• [Your assignment]: All that should be output is the block of lines below from the line with "qubit arrives in" to the line with "#[must_use]", both included, exactly as written.

• [Exercise input]:
━━━━━━━━━━
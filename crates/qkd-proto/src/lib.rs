//! Wire protocol for the QKD relay.
//!
//! Every message on an observer connection is a JSON text frame:
//!
//! - inbound, [`ClientCommand`], tagged by `action`
//! - outbound, [`StageMessage`], tagged by `status`
//!
//! The [`http`] module holds the JSON bodies of the plain HTTP endpoints.

#![forbid(unsafe_code)]
#![warn(missing_docs)]

mod command;
mod error;
pub mod http;
mod stage;

pub use command::ClientCommand;
pub use error::ProtocolError;
pub use stage::{StageMessage, StageStatus};
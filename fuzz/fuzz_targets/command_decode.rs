//! Fuzz target for ClientCommand::decode
//!
//! Feeds arbitrary bytes (as lossy UTF-8) to the inbound command decoder.
//!
//! # Invariants
//!
//! - Decoding NEVER panics; invalid input returns an error
//! - Anything that decodes re-encodes, and the re-encoding decodes to the
//!   same command

#![no_main]

use libfuzzer_sys::fuzz_target;
use qkd_proto::ClientCommand;

fuzz_target!(|data: &[u8]| {
    let text = String::from_utf8_lossy(data);

    if let Ok(command) = ClientCommand::decode(&text) {
        if let Ok(encoded) = command.encode() {
            assert_eq!(ClientCommand::decode(&encoded).ok(), Some(command));
        }
    }
});
//! BB84 key exchange between Alice and Bob, with an optional eavesdropper.
//!
//! Each qubit is simulated on its own, reduced to the classical probability
//! rules of a single-qubit exchange: measuring in the basis a qubit was
//! prepared in reads its value, measuring in the conjugate basis yields a
//! uniformly random bit and collapses the qubit into that result.
//!
//! # Eavesdropping
//!
//! Eve intercepts every qubit, measures it in a random basis and forwards her
//! result re-prepared in her own basis. Bob is therefore compared against
//! Eve's basis, not Alice's. On positions where Alice and Bob agree on the
//! basis, Eve chose the other basis half of the time, and each of those
//! yields a wrong bit for Bob half of the time: the QBER converges to 25%.
//!
//! # Reproducibility
//!
//! [`simulate`] draws from the caller's [`RngCore`] in a fixed order per
//! qubit:
//!
//! 1. Alice's bit, Alice's basis
//! 2. Eve's basis, then Eve's result if her basis differs from Alice's
//! 3. Bob's basis, then Bob's result if his basis differs from the basis the
//!    qubit arrives in
//!
//! One draw is the most significant bit of `next_u32()`. A seeded source
//! therefore reproduces every sequence of a run exactly.

use rand::RngCore;

/// Number of qubits exchanged when the caller does not say otherwise.
pub const DEFAULT_BIT_COUNT: usize = 100;

/// Measurement basis.
#[derive(Debug, Clone, Copy, PartialEq, Eq, Hash)]
pub enum Basis {
    /// Horizontal/vertical polarization (bit 0).
    Rectilinear,
    /// ±45° polarization (bit 1).
    Diagonal,
}

impl Basis {
    fn from_bit(bit: bool) -> Self {
        if bit { Self::Diagonal } else { Self::Rectilinear }
    }

    /// Wire representation: 0 for rectilinear, 1 for diagonal.
    pub fn as_bit(self) -> u8 {
        match self {
            Self::Rectilinear => 0,
            Self::Diagonal => 1,
        }
    }
}

/// Parameters for one protocol run.
#[derive(Debug, Clone, Copy, PartialEq, Eq)]
pub struct Bb84Config {
    /// Number of qubits Alice sends.
    pub bit_count: usize,
    /// Whether Eve intercepts the channel.
    pub eavesdropper: bool,
}

impl Default for Bb84Config {
    fn default() -> Self {
        Self { bit_count: DEFAULT_BIT_COUNT, eavesdropper: false }
    }
}

impl Bb84Config {
    /// Run of `bit_count` qubits without an eavesdropper.
    pub fn new(bit_count: usize) -> Self {
        Self { bit_count, eavesdropper: false }
    }

    /// Enable or disable interception.
    #[must_use]
    pub fn with_eavesdropper(mut self, eavesdropper: bool) -> Self {
        self.eavesdropper = eavesdropper;
        self
    }
}

/// Outcome of one protocol run.
///
/// Every per-qubit sequence has length `bit_count`. `eve_bases` is present
/// iff the run was intercepted.
#[derive(Debug, Clone, PartialEq)]
pub struct ProtocolRun {
    /// Number of qubits exchanged.
    pub bit_count: usize,
    /// Whether Eve intercepted the channel.
    pub eavesdropper_active: bool,
    /// Bits Alice encoded.
    pub alice_bits: Vec<bool>,
    /// Bases Alice encoded in.
    pub alice_bases: Vec<Basis>,
    /// Bases Bob measured in.
    pub bob_bases: Vec<Basis>,
    /// Bases Eve measured in, if she was present.
    pub eve_bases: Option<Vec<Basis>>,
    /// Bits Bob measured.
    pub bob_results: Vec<bool>,
    /// Bob's results at the positions where Alice's and Bob's bases match.
    pub sifted_key: Vec<bool>,
    /// Sifted positions where Bob's result differs from Alice's bit.
    pub error_count: usize,
    /// Quantum bit error rate in percent, rounded to two decimals.
    pub error_rate: f64,
}

impl ProtocolRun {
    /// Number of positions where Alice and Bob chose the same basis.
    pub fn matching_basis_count(&self) -> usize {
        self.sifted_key.len()
    }

    /// Sifted key as a string of `0` and `1`.
    pub fn key_string(&self) -> String {
        self.sifted_key.iter().map(|&bit| if bit { '1' } else { '0' }).collect()
    }
}

/// A qubit in flight: a value prepared in a basis.
#[derive(Debug, Clone, Copy)]
struct Qubit {
    value: bool,
    basis: Basis,
}

impl Qubit {
    /// Measure in `basis`.
    ///
    /// A conjugate-basis measurement yields a fresh random bit and leaves the
    /// qubit prepared in the measured state.
    fn measure<R: RngCore + ?Sized>(&mut self, basis: Basis, rng: &mut R) -> bool {
        if basis != self.basis {
            *self = Self { value: draw_bit(rng), basis };
        }
        self.value
    }
}

fn draw_bit<R: RngCore + ?Sized>(rng: &mut R) -> bool {
    rng.next_u32() >> 31 == 1
}

/// Run BB84 for `config.bit_count` qubits.
///
/// Never fails: a `bit_count` of zero yields empty sequences and an error
/// rate of zero.
pub fn simulate<R: RngCore + ?Sized>(config: Bb84Config, rng: &mut R) -> ProtocolRun {
    let n = config.bit_count;

    let mut alice_bits = Vec::with_capacity(n);
    let mut alice_bases = Vec::with_capacity(n);
    let mut bob_bases = Vec::with_capacity(n);
    let mut bob_results = Vec::with_capacity(n);
    let mut eve_bases = config.eavesdropper.then(|| Vec::with_capacity(n));

    for _ in 0..n {
        let alice_bit = draw_bit(rng);
        let alice_basis = Basis::from_bit(draw_bit(rng));
        let mut qubit = Qubit { value: alice_bit, basis: alice_basis };

        if let Some(eve_bases) = eve_bases.as_mut() {
            let eve_basis = Basis::from_bit(draw_bit(rng));
            // Eve forwards exactly what she measured
            qubit.measure(eve_basis, rng);
            eve_bases.push(eve_basis);
        }

        let bob_basis = Basis::from_bit(draw_bit(rng));
        let bob_result = qubit.measure(bob_basis, rng);

        alice_bits.push(alice_bit);
        alice_bases.push(alice_basis);
        bob_bases.push(bob_basis);
        bob_results.push(bob_result);
    }

    // Sifting: only Alice's and Bob's public bases are compared
    let mut sifted_key = Vec::new();
    let mut error_count = 0;

    for i in 0..n {
        if alice_bases[i] == bob_bases[i] {
            sifted_key.push(bob_results[i]);

            if alice_bits[i] != bob_results[i] {
                error_count += 1;
            }
        }
    }

    let error_rate = qber(error_count, sifted_key.len());

    ProtocolRun {
        bit_count: n,
        eavesdropper_active: config.eavesdropper,
        alice_bits,
        alice_bases,
        bob_bases,
        eve_bases,
        bob_results,
        sifted_key,
        error_count,
        error_rate,
    }
}

/// Error percentage rounded to two decimals; zero when nothing was sifted.
fn qber(errors: usize, matching: usize) -> f64 {
    if matching == 0 {
        return 0.0;
    }

    let rate = errors as f64 * 100.0 / matching as f64;
    (rate * 100.0).round() / 100.0
}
━━━━━━━━━━
• [Solved exercise]:
//!    qubit arrives in
//!
//! One draw is the most significant bit of `next_u32()`. A seeded source
//! therefore reproduces every sequence of a run exactly.

use rand::RngCore;

/// Number of qubits exchanged when the caller does not say otherwise.
pub const DEFAULT_BIT_COUNT: usize = 100;

/// Measurement basis.
#[derive(Debug, Clone, Copy, PartialEq, Eq, Hash)]
pub enum Basis {
    /// Horizontal/vertical polarization (bit 0).
    Rectilinear,
    /// ±45° polarization (bit 1).
    Diagonal,
}

impl Basis {
    fn from_bit(bit: bool) -> Self {
        if bit { Self::Diagonal } else { Self::Rectilinear }
    }

    /// Wire representation: 0 for rectilinear, 1 for diagonal.
    pub fn as_bit(self) -> u8 {
        match self {
            Self::Rectilinear => 0,
            Self::Diagonal => 1,
        }
    }
}

/// Parameters for one protocol run.
#[derive(Debug, Clone, Copy, PartialEq, Eq)]
pub struct Bb84Config {
    /// Number of qubits Alice sends.
    pub bit_count: usize,
    /// Whether Eve intercepts the channel.
    pub eavesdropper: bool,
}

impl Default for Bb84Config {
    fn default() -> Self {
        Self { bit_count: DEFAULT_BIT_COUNT, eavesdropper: false }
    }
}

impl Bb84Config {
    /// Run of `bit_count` qubits without an eavesdropper.
    pub fn new(bit_count: usize) -> Self {
        Self { bit_count, eavesdropper: false }
    }

    /// Enable or disable interception.
    #[must_use]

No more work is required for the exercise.